Exercise: Report each line of the records where "bool" occurs.

Collected data entries
==========

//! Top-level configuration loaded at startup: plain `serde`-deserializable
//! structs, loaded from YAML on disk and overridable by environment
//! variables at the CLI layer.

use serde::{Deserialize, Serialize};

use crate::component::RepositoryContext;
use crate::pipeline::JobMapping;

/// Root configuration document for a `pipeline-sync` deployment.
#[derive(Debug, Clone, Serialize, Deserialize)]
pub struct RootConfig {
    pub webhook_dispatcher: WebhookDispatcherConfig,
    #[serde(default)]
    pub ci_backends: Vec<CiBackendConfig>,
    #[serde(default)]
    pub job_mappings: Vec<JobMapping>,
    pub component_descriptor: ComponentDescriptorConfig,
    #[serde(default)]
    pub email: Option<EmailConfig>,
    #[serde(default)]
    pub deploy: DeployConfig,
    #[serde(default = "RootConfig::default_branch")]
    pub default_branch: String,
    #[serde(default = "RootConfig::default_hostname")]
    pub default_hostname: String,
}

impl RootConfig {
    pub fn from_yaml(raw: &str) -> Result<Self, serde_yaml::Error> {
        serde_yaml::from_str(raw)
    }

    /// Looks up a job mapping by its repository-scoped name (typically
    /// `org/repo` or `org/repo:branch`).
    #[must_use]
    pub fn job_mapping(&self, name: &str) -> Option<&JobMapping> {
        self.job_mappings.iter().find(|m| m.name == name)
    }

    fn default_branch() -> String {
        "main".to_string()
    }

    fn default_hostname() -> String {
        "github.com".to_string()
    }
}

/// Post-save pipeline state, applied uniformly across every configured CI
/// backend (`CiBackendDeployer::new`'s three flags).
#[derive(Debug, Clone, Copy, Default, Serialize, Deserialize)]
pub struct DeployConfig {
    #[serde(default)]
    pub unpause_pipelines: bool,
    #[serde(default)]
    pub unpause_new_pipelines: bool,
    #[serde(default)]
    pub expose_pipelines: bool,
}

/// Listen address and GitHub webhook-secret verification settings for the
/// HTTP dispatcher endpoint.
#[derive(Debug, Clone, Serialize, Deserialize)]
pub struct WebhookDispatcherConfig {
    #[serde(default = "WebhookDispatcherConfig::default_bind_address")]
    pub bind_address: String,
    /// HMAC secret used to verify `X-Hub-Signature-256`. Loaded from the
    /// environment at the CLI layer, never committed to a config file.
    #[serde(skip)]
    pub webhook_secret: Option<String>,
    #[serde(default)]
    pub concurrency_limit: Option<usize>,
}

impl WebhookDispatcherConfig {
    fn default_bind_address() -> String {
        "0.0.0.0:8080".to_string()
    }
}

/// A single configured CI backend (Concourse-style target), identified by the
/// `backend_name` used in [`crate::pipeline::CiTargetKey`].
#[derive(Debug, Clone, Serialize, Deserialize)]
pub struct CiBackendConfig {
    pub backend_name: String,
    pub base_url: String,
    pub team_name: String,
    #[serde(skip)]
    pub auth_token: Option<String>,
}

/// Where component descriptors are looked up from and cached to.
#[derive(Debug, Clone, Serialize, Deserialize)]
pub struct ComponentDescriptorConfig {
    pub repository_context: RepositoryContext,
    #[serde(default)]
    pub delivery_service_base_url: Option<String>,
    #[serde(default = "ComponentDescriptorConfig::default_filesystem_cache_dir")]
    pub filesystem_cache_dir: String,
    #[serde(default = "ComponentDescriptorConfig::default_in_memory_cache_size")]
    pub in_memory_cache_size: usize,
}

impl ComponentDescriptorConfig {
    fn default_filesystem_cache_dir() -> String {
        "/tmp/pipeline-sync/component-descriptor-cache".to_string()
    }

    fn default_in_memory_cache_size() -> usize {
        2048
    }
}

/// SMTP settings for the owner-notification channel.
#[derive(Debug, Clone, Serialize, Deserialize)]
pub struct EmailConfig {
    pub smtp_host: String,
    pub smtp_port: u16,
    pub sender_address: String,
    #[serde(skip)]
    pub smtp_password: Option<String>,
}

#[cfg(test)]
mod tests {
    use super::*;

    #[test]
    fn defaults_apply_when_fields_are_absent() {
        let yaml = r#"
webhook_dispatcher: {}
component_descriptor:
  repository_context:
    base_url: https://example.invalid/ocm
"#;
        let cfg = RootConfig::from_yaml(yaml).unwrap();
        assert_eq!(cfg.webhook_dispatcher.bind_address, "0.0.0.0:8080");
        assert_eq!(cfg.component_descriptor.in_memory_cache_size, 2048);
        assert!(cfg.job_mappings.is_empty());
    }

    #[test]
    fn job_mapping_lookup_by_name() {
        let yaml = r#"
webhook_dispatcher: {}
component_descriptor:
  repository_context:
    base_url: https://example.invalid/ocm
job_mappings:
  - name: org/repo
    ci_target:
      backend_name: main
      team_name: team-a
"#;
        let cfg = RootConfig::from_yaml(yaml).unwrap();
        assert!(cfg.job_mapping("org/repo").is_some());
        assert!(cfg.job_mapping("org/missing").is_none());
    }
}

==========

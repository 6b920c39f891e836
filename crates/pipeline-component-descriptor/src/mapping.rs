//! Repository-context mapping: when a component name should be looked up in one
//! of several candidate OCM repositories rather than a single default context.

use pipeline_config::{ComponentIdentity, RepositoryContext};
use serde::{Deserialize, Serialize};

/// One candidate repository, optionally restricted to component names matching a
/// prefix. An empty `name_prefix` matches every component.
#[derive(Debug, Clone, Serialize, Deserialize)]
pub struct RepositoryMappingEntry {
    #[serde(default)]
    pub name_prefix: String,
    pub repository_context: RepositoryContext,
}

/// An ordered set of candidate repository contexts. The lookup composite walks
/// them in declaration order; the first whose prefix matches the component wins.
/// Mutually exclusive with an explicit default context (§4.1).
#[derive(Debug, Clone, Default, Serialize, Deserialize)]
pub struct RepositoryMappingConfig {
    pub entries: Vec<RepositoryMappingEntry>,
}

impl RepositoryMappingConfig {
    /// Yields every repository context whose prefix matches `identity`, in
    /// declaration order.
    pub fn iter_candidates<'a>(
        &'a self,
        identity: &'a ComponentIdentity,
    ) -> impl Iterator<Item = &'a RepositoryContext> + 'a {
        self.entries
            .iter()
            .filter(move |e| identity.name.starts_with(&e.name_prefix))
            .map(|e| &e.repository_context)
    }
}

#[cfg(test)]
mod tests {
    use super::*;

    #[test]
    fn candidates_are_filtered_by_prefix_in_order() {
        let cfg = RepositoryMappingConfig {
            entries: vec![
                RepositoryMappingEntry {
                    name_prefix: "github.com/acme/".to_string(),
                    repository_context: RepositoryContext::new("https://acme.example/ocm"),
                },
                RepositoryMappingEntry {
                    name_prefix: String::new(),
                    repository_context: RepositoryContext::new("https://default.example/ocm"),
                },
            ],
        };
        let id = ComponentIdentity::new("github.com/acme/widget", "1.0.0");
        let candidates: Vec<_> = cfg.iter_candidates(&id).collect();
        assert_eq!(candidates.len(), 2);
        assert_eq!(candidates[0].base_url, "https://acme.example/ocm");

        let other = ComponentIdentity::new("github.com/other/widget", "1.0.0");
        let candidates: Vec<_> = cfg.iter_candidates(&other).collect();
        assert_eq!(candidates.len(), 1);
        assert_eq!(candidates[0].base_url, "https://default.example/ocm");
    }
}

==========

Answer box:
    pub unpause_pipelines: bool,
    pub unpause_new_pipelines: bool,
    pub expose_pipelines: bool,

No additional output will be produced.